When we reached the car, we passed by three parked police motorcycles, and approached the fist of the two cops directing the traffic. Our ballet friend asked him what had happened and he merely gestured with his head towards the front of the car and as we walked round we at last understood why Dido had apparently disappeared: In what remains one of the most surreal scenes of all our many weeks in Chile (which the drawing below barely does justice to) she was in fact immersed beneath the bonnet, leaning into the engine, together with a third policeman on he left and a man in bluejeans on her right.

What had apparently occurred was that twenty minutes after we left for the town, the three motorcycle cops appeared on the scene. After Dido – doing her “best blonde damsel in distress routine” – explained the problem one of them took a look under the bonnet and diagnosed a loose alternator belt. A few minutes later they hailed down a passing truck belonging to a local mechanic. Although he protested that it was his day off  and he was on his way to his mother’s for Sunday lunch they insisted that he fix our car first. He grumpily confirmed that it was the alternator belt, but that without the kit from his garage he would need two spare pairs of hands if he was to fix the problem in situ.

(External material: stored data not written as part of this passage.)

//! Connection-agnostic staking client.
//!
//! [`StakingClient`] carries the connection, the signing wallet and the
//! program id explicitly; nothing is held in global state. Every call
//! re-fetches what it needs, so results never outlive a later transaction.

use anchor_lang::prelude::*;
use anchor_lang::solana_program::{instruction::Instruction, sysvar};
use anchor_spl::associated_token::get_associated_token_address;

use crate::config::ClientConfig;
use crate::error::{ClientErrorCode, ErrorTable, Result, StakingError};
use crate::instructions::{self, instruction};
use crate::pda::{staking_authority_pda, staking_state_pda, PoolAddressing};
use crate::reward::{self, RewardSnapshot};
use crate::state::{decode_account, ClockSnapshot, StakingData, StakingState};

pub use crate::error::TransactionFailure;

/// Chain access used by the client.
///
/// Implementations own RPC transport and signing; the client only hands over
/// instructions and reads raw account bytes.
pub trait Connection {
    /// Raw account data, or `None` when the account does not exist.
    fn get_account_data(&self, address: &Pubkey) -> Result<Option<Vec<u8>>>;

    /// Sign with `payer` (plus any extra signers the wallet holds), submit and
    /// confirm the instructions as one transaction.
    fn send_instructions(
        &self,
        payer: &Pubkey,
        instructions: &[Instruction],
    ) -> std::result::Result<(), TransactionFailure>;
}

pub struct StakingClient<'a, C: Connection> {
    connection: &'a C,
    signer: Pubkey,
    program_id: Pubkey,
    errors: ErrorTable,
}

impl<'a, C: Connection> StakingClient<'a, C> {
    pub fn new(connection: &'a C, signer: Pubkey) -> Self {
        Self {
            connection,
            signer,
            program_id: crate::ID,
            errors: ErrorTable::builtin(),
        }
    }

    /// Client for `config.program`. `config.url` is only logged; the
    /// connection is expected to point at it already.
    pub fn with_config(connection: &'a C, signer: Pubkey, config: &ClientConfig) -> Self {
        msg!("Using program {} via {}", config.program, config.url);
        Self {
            program_id: config.program,
            ..Self::new(connection, signer)
        }
    }

    /// Replace the builtin error table, e.g. with one read from the IDL.
    pub fn with_error_table(mut self, errors: ErrorTable) -> Self {
        self.errors = errors;
        self
    }

    pub fn signer(&self) -> Pubkey {
        self.signer
    }

    pub fn program_id(&self) -> Pubkey {
        self.program_id
    }

    // ========== Queries ==========

    pub fn fetch_staking_data(&self, staking_data: &Pubkey) -> Result<Option<StakingData>> {
        self.connection
            .get_account_data(staking_data)?
            .map(|data| decode_account::<StakingData>(&data))
            .transpose()
    }

    /// State record of `owner` in the given pool.
    pub fn fetch_staking_state(&self, staking_data: &Pubkey, owner: &Pubkey) -> Result<Option<StakingState>> {
        let (address, _) = staking_state_pda(staking_data, owner, &self.program_id)?;
        self.connection
            .get_account_data(&address)?
            .map(|data| decode_account::<StakingState>(&data))
            .transpose()
    }

    pub fn clock(&self) -> Result<ClockSnapshot> {
        let data = self
            .connection
            .get_account_data(&sysvar::clock::ID)?
            .ok_or(ClientErrorCode::InvalidClockData)?;
        ClockSnapshot::decode(&data)
    }

    /// Current cluster time in unix seconds.
    pub fn now_ts(&self) -> Result<u64> {
        Ok(self.clock()?.unix_timestamp)
    }

    /// Reward already recorded for the signer in this pool.
    pub fn gained_reward(&self, staking_data: &Pubkey) -> Result<u64> {
        let pool = self.require_staking_data(staking_data)?;
        let state = self.require_staking_state(staking_data)?;
        Ok(reward::gained_reward(&pool, &state))
    }

    /// Recorded plus projected reward for the signer, from fresh account data.
    pub fn reward_snapshot(&self, staking_data: &Pubkey) -> Result<RewardSnapshot> {
        let pool = self.require_staking_data(staking_data)?;
        let state = self.require_staking_state(staking_data)?;
        let now_ts = self.now_ts()?;
        let snapshot = reward::project(&pool, &state, now_ts);
        msg!(
            "Reward for {} at {}: recorded={} projected={}",
            self.signer,
            now_ts,
            snapshot.recorded,
            snapshot.projected
        );
        Ok(snapshot)
    }

    // ========== Transactions ==========

    /// Create a pool and return its address.
    ///
    /// A [`PoolAddressing::Derived`] pool must name the signer as authority
    /// and `mint_address` as mint, otherwise [`ClientErrorCode::PoolAddressMismatch`].
    pub fn initialize(
        &self,
        addressing: &PoolAddressing,
        funder_authority: Pubkey,
        mint_address: Pubkey,
        apy_max: u32,
        min_timeframe_in_second: u64,
        min_stake_period: u64,
    ) -> Result<Pubkey> {
        if let PoolAddressing::Derived { authority, mint } = addressing {
            // The program seeds the pool with the initializer and the mint it is given.
            if *authority != self.signer || *mint != mint_address {
                msg!(
                    "Derived pool seeds ({}, {}) do not match signer {} and mint {}",
                    authority,
                    mint,
                    self.signer,
                    mint_address
                );
                return Err(ClientErrorCode::PoolAddressMismatch.into());
            }
        }
        let accounts = instructions::Initialize::new(
            addressing,
            funder_authority,
            self.signer,
            mint_address,
            &self.program_id,
        )?;
        let ixs = instructions::initialize_pool(
            self.program_id,
            addressing,
            &accounts,
            instruction::Initialize {
                apy_max,
                min_timeframe_in_second,
                min_stake_period,
            },
        );
        msg!("Initializing pool {} for mint {}", accounts.staking_data, mint_address);
        msg!(
            "APY max: {}, min timeframe: {}s, min stake period: {}s",
            apy_max,
            min_timeframe_in_second,
            min_stake_period
        );
        self.submit("initialize", &ixs)?;
        Ok(accounts.staking_data)
    }

    /// Create the signer's state record in a pool and return its address.
    pub fn initialize_stake_state(&self, staking_data: &Pubkey) -> Result<Pubkey> {
        self.require_staking_data(staking_data)?;
        let accounts = instructions::InitializeStakeState::new(*staking_data, self.signer, &self.program_id)?;
        msg!("Initializing stake state {} in pool {}", accounts.stake_state_account, staking_data);
        self.submit(
            "initialize_stake_state",
            &[instructions::initialize_stake_state(self.program_id, &accounts)],
        )?;
        Ok(accounts.stake_state_account)
    }

    /// Stake `amount`; `token_account` defaults to the signer's associated account.
    pub fn stake(&self, staking_data: &Pubkey, token_account: Option<Pubkey>, amount: u64) -> Result<u64> {
        let pool = self.require_staking_data(staking_data)?;
        let stake_state_account = self.require_state_address(staking_data)?;
        let accounts = instructions::Staking {
            staking_data: *staking_data,
            stake_state_account,
            escrow_account: pool.escrow_account,
            staker_account: self.token_account_or_ata(token_account, &pool),
            authority: self.signer,
        };
        msg!("Staking {} tokens into pool {}", amount, staking_data);
        self.submit("staking", &[instructions::staking(self.program_id, &accounts, amount)])?;
        Ok(amount)
    }

    pub fn unstake(&self, staking_data: &Pubkey, token_account: Option<Pubkey>, amount: u64) -> Result<u64> {
        let pool = self.require_staking_data(staking_data)?;
        let stake_state_account = self.require_state_address(staking_data)?;
        let (staking_authority, _) = staking_authority_pda(staking_data, &self.program_id)?;
        let accounts = instructions::Unstaking {
            staking_data: *staking_data,
            stake_state_account,
            escrow_account: pool.escrow_account,
            reclaimer: self.token_account_or_ata(token_account, &pool),
            rewarder_account: pool.rewarder_account,
            authority: self.signer,
            staking_authority,
        };
        msg!("Unstaking {} tokens from pool {}", amount, staking_data);
        self.submit("unstaking", &[instructions::unstaking(self.program_id, &accounts, amount)])?;
        Ok(amount)
    }

    pub fn claim_reward(&self, staking_data: &Pubkey, token_account: Option<Pubkey>, amount: u64) -> Result<u64> {
        let pool = self.require_staking_data(staking_data)?;
        let stake_state_account = self.require_state_address(staking_data)?;
        let (staking_authority, _) = staking_authority_pda(staking_data, &self.program_id)?;
        let accounts = instructions::ClaimReward {
            staking_data: *staking_data,
            stake_state_account,
            rewarder_account: pool.rewarder_account,
            claimer: self.token_account_or_ata(token_account, &pool),
            authority: self.signer,
            staking_authority,
        };
        msg!("Claiming {} reward tokens from pool {}", amount, staking_data);
        self.submit("claim_reward", &[instructions::claim_reward(self.program_id, &accounts, amount)])?;
        Ok(amount)
    }

    /// Fund a new reward window of `timeframe_in_second`.
    pub fn fund(
        &self,
        staking_data: &Pubkey,
        token_account: Option<Pubkey>,
        amount: u64,
        timeframe_in_second: u64,
    ) -> Result<u64> {
        let pool = self.require_staking_data(staking_data)?;
        let accounts = instructions::Funding {
            staking_data: *staking_data,
            rewarder_account: pool.rewarder_account,
            funder_account: self.token_account_or_ata(token_account, &pool),
            authority: self.signer,
        };
        msg!("Funding pool {} with {} tokens over {}s", staking_data, amount, timeframe_in_second);
        self.submit(
            "funding",
            &[instructions::funding(self.program_id, &accounts, amount, timeframe_in_second)],
        )?;
        Ok(amount)
    }

    pub fn set_max_apy(&self, staking_data: &Pubkey, apy_max: u32) -> Result<u32> {
        let pool = self.require_staking_data(staking_data)?;
        let accounts = instructions::SetMaxApy {
            staking_data: *staking_data,
            authority: self.signer,
        };
        msg!("Max APY {} -> {} on pool {}", pool.apy_max, apy_max, staking_data);
        self.submit("set_max_apy", &[instructions::set_max_apy(self.program_id, &accounts, apy_max)])?;
        Ok(apy_max)
    }

    // ========== Helpers ==========

    fn require_staking_data(&self, staking_data: &Pubkey) -> Result<StakingData> {
        self.fetch_staking_data(staking_data)?.ok_or_else(|| {
            msg!("Pool {} is not initialized", staking_data);
            ClientErrorCode::StakingDataNotInitialized.into()
        })
    }

    fn require_staking_state(&self, staking_data: &Pubkey) -> Result<StakingState> {
        self.fetch_staking_state(staking_data, &self.signer)?.ok_or_else(|| {
            msg!("Stake state for {} in pool {} is not initialized", self.signer, staking_data);
            ClientErrorCode::StakingStateNotInitialized.into()
        })
    }

    /// Address of the signer's state record, after checking it exists.
    fn require_state_address(&self, staking_data: &Pubkey) -> Result<Pubkey> {
        self.require_staking_state(staking_data)?;
        let (address, _) = staking_state_pda(staking_data, &self.signer, &self.program_id)?;
        Ok(address)
    }

    fn token_account_or_ata(&self, token_account: Option<Pubkey>, pool: &StakingData) -> Pubkey {
        token_account.unwrap_or_else(|| get_associated_token_address(&self.signer, &pool.mint_address))
    }

    fn submit(&self, label: &str, ixs: &[Instruction]) -> Result<()> {
        self.connection
            .send_instructions(&self.signer, ixs)
            .map_err(|failure| {
                let err: StakingError = self.errors.to_staking_error(&failure);
                msg!("{} failed: {} (code {})", label, err.message, err.code);
                err
            })?;
        msg!("{} confirmed", label);
        Ok(())
    }
}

It seemed that, in common with their Guardia Civil Traffico cousins in Spain, the Chilean carabineros had an ethos that cars broken down on the highway must be got moving again at all costs. Hence, Dido coerced into immersing herself in car engine together with a policeman, holding on with all their combined might to a clamp, while the mechanic tightened the belt sufficiently for us to make it back to Santiago.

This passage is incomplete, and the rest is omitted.